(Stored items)

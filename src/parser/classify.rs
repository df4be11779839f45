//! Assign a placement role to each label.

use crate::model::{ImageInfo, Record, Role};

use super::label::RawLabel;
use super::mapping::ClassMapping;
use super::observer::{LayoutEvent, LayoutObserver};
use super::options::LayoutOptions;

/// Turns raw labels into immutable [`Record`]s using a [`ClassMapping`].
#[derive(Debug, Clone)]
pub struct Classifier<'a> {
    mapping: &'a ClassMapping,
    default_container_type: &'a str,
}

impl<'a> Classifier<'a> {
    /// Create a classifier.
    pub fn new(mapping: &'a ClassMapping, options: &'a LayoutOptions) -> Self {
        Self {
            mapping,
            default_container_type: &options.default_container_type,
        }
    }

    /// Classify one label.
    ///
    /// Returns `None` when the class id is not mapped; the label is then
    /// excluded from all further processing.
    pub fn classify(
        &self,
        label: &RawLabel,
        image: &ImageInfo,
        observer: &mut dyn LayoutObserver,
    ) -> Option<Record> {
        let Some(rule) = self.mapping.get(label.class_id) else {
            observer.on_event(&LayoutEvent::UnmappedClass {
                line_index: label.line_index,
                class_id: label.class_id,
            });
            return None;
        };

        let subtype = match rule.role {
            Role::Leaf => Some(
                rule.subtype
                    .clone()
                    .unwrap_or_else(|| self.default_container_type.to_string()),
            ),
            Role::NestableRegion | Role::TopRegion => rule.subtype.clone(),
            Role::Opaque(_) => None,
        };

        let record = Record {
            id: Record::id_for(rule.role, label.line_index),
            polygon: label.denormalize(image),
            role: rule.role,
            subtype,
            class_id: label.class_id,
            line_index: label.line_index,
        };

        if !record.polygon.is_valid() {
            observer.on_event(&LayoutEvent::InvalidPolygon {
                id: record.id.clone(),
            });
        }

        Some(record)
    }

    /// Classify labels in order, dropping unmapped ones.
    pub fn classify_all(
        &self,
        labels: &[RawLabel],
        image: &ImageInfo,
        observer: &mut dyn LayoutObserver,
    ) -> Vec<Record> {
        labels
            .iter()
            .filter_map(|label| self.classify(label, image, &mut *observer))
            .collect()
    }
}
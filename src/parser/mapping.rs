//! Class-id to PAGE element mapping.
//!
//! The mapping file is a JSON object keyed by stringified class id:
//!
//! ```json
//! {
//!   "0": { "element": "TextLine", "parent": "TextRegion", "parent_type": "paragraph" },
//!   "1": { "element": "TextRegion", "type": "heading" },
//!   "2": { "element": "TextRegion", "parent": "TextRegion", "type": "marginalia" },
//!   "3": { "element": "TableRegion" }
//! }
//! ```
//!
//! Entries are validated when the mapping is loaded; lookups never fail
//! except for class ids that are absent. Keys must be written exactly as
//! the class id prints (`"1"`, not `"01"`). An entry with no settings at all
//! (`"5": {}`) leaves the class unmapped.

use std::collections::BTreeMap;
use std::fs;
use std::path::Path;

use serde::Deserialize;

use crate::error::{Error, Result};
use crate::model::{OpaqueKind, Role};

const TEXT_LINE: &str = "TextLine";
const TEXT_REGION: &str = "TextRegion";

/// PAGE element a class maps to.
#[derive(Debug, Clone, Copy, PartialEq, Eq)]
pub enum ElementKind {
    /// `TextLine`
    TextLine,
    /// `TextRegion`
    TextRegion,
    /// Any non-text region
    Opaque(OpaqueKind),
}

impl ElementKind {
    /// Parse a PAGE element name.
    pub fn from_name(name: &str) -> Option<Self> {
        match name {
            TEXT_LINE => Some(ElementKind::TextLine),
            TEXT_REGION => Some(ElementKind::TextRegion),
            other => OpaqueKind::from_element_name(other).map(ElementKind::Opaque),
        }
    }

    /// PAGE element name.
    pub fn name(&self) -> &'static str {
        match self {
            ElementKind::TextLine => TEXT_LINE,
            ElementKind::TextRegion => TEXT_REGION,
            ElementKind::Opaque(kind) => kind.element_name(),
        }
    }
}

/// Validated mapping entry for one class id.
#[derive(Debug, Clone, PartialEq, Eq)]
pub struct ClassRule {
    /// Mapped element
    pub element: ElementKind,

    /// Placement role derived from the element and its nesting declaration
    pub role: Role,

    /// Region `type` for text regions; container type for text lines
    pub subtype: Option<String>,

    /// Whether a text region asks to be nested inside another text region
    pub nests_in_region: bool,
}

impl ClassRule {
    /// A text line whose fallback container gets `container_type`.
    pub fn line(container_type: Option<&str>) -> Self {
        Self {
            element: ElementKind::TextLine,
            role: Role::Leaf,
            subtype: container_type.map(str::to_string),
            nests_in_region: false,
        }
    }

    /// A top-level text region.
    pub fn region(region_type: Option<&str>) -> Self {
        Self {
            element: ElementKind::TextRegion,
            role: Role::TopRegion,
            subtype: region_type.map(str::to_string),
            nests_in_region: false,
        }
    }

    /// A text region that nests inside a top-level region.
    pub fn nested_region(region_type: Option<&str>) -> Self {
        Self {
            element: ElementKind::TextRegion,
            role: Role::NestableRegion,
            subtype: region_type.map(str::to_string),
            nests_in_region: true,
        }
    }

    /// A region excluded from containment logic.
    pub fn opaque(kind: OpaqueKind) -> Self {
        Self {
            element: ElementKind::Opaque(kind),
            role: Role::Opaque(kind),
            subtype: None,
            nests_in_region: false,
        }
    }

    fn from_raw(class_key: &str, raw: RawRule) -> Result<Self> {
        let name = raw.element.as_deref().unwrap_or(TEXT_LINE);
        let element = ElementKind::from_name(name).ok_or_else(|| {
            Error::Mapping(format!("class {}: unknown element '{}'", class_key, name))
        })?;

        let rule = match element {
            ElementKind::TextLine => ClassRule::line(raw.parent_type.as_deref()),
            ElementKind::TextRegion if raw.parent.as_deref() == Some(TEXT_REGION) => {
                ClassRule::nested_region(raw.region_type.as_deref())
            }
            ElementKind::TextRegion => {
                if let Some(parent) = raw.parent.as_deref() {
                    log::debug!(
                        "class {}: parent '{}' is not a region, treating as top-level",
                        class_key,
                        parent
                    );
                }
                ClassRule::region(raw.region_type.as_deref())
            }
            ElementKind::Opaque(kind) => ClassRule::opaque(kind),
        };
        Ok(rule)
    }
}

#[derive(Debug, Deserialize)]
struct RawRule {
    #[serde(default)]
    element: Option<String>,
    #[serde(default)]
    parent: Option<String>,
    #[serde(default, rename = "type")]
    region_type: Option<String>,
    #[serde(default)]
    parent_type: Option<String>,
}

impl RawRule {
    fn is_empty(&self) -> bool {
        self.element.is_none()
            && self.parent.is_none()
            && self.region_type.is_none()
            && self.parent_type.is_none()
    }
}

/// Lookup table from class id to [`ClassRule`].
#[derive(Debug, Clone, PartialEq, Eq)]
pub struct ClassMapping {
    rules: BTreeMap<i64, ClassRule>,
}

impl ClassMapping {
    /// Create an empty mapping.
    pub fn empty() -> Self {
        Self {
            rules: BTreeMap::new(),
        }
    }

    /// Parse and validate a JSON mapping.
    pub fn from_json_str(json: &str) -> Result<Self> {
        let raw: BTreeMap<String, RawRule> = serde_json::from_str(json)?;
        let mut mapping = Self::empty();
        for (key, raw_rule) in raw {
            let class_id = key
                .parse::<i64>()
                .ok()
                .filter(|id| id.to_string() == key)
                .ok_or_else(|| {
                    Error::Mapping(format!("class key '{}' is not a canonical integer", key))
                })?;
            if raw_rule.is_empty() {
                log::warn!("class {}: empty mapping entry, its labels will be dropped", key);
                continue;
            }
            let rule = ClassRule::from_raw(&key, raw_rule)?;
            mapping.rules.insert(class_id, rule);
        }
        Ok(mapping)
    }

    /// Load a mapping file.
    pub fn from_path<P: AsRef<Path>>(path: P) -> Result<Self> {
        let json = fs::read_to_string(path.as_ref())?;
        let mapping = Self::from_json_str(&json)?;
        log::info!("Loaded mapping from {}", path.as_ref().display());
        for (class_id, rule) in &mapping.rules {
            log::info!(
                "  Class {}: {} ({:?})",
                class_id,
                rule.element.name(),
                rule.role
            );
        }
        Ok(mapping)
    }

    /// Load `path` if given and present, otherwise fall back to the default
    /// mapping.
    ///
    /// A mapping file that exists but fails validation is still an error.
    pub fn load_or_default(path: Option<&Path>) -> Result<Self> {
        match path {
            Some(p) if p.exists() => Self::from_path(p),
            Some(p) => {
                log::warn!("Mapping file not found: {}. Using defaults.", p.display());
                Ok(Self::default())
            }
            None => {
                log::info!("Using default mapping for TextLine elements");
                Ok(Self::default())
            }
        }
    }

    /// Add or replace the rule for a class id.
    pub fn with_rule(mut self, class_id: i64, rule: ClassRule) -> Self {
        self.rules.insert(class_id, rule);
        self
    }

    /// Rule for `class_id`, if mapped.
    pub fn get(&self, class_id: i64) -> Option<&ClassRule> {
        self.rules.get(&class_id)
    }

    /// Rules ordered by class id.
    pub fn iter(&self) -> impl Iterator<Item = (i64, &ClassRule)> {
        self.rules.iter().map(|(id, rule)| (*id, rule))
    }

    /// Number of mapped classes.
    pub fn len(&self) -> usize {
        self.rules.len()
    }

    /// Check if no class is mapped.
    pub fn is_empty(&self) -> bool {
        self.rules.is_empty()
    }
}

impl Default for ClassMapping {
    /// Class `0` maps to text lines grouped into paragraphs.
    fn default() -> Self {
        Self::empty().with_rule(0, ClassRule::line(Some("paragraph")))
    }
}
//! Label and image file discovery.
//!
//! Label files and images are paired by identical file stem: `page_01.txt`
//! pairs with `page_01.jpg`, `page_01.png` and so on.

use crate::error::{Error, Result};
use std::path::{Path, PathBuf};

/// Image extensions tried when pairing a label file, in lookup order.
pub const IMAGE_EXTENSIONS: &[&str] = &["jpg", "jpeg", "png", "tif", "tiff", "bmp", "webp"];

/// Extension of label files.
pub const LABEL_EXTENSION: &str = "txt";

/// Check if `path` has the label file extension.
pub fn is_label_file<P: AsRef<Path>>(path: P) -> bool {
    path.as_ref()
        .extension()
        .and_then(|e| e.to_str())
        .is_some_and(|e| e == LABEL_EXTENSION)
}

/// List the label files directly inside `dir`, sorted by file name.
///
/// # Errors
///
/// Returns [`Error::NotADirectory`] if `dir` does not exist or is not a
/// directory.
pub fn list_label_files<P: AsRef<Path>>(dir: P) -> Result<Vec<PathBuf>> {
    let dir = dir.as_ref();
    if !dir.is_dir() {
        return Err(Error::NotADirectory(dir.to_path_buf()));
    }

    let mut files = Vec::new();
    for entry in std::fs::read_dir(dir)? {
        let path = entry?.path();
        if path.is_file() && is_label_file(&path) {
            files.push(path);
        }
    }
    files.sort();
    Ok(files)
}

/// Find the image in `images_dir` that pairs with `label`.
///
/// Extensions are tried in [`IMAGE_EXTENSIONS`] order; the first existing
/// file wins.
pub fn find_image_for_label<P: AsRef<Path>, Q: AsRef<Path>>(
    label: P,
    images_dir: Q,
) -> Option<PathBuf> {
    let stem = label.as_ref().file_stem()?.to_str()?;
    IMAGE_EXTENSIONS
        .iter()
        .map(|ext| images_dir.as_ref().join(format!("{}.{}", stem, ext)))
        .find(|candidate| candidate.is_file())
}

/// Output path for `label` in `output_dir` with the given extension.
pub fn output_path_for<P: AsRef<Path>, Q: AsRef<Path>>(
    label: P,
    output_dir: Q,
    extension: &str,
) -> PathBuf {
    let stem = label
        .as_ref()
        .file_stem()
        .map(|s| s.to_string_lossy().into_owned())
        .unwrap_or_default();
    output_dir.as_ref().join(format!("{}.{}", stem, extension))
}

### Task to complete
Show every line above in which the word "NestableRegion" occurs.

### Exercise solution
            Role::NestableRegion | Role::TopRegion => rule.subtype.clone(),
            role: Role::NestableRegion,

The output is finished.